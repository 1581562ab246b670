//! Median-filtering harmonic/percussive separation.
//!
//! The input is treated as a time signal: it is transformed with the
//! analysis STFT, the magnitude is median filtered across time (harmonic)
//! and across frequency (percussive), and a soft mask built from the two
//! filtered magnitudes is applied before resynthesis.

use ndarray::{Array2, Axis};

use crate::spectrum::{istft, stft, HOP, N_FFT};
use crate::stats::median_in_place;

/// Width of both median filters
pub const KERNEL: usize = 31;
/// Exponent of the soft mask
const MASK_POWER: i32 = 2;

/// Index into `0..len` with half-sample symmetric reflection at both ends.
fn reflect(index: isize, len: usize) -> usize {
    let len = len as isize;
    let period = 2 * len;
    let mut i = index.rem_euclid(period);
    if i >= len {
        i = period - 1 - i;
    }
    i as usize
}

/// Median filter along one axis of a 2-D array, reflect boundary.
fn median_filter(input: &Array2<f64>, axis: Axis, kernel: usize) -> Array2<f64> {
    let mut out = Array2::<f64>::zeros(input.dim());
    let half = (kernel / 2) as isize;
    let mut window = vec![0.0f64; kernel];

    for (lane_in, mut lane_out) in input.lanes(axis).into_iter().zip(out.lanes_mut(axis)) {
        let n = lane_in.len();
        for i in 0..n {
            for (j, slot) in window.iter_mut().enumerate() {
                let src = reflect(i as isize + j as isize - half, n);
                *slot = lane_in[src];
            }
            lane_out[i] = median_in_place(&mut window);
        }
    }
    out
}

/// Soft mask `x^p / (x^p + r^p)`, zero where both are (near) zero.
fn softmask(x: f64, reference: f64) -> f64 {
    let z = x.max(reference);
    if z <= f64::MIN_POSITIVE {
        return 0.0;
    }
    let m = (x / z).powi(MASK_POWER);
    let r = (reference / z).powi(MASK_POWER);
    m / (m + r)
}

/// Harmonic component of `signal`, same length as the input.
pub fn harmonic(signal: &[f64]) -> Vec<f64> {
    let spec = stft(signal, N_FFT, HOP);
    let mag = spec.mapv(|c| c.norm());

    // frequency is axis 0, time is axis 1
    let harm = median_filter(&mag, Axis(1), KERNEL);
    let perc = median_filter(&mag, Axis(0), KERNEL);

    let mut masked = spec;
    for ((c, &h), &p) in masked.iter_mut().zip(harm.iter()).zip(perc.iter()) {
        *c *= softmask(h, p);
    }
    istft(&masked, N_FFT, HOP, signal.len())
}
═══
**Task details**
Your answer should be the lines of the listing above between the line holding "let period = 2 * len;" and the line holding "array, reflect boundary.", inclusive, restated word for word and alone.

**Output of the task**
    let period = 2 * len;
    let mut i = index.rem_euclid(period);
    if i >= len {
        i = period - 1 - i;
    }
    i as usize
}

/// Median filter along one axis of a 2-D array, reflect boundary.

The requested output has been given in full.